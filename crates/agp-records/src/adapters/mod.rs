//! # Adapters
//!
//! Production implementations of the outbound ports.
//!
//! - `file_store`: durable `RecordStore` persisting to one JSON file
//! - `session`: static token table with constant-time comparison
//! - `workbook`: CSV bytes renderer for exports

pub mod file_store;
pub mod session;
pub mod workbook;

> [DIRECTIONS FOR THIS TASK]:
Without omitting anything, output the entries exactly.

> [RESULT OF THIS EXERCISE]:
filename crates/agp-records/src/adapters/mod.rs
//! # Adapters
//!
//! Production implementations of the outbound ports.
//!
//! - `file_store`: durable `RecordStore` persisting to one JSON file
//! - `session`: static token table with constant-time comparison
//! - `workbook`: CSV bytes renderer for exports

pub mod file_store;
pub mod session;
pub mod workbook;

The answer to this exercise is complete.